Exercise material:
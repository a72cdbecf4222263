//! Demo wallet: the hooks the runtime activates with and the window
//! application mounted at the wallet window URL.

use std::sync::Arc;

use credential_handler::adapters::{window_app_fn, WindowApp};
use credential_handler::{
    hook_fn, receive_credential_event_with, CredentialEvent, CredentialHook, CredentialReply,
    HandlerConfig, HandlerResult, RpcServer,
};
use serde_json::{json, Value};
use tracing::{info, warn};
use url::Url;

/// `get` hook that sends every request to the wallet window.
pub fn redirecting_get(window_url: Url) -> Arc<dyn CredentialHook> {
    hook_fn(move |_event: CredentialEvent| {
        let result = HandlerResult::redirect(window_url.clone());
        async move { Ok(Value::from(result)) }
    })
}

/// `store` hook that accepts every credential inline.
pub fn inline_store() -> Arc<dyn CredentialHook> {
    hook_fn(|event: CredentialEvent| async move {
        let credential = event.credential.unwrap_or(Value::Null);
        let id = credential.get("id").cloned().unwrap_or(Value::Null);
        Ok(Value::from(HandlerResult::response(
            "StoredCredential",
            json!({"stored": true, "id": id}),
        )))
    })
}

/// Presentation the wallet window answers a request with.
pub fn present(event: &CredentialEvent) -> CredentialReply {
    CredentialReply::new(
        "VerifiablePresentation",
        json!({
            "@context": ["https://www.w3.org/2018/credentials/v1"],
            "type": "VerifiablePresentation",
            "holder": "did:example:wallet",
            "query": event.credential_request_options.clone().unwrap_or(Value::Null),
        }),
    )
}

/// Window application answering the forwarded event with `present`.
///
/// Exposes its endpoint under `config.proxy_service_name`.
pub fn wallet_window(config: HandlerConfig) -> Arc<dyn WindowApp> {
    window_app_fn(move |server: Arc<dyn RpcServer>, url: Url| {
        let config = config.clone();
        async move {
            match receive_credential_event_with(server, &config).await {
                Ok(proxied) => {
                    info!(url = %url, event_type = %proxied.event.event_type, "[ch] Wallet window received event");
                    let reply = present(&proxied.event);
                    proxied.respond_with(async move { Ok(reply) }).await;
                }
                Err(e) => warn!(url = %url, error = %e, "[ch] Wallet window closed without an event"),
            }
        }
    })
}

Task brief:
Whenever a line of the material above contains the string "HandlerConfig", copy that line out.

Solution for this task:
    HandlerConfig, HandlerResult, RpcServer,
pub fn wallet_window(config: HandlerConfig) -> Arc<dyn WindowApp> {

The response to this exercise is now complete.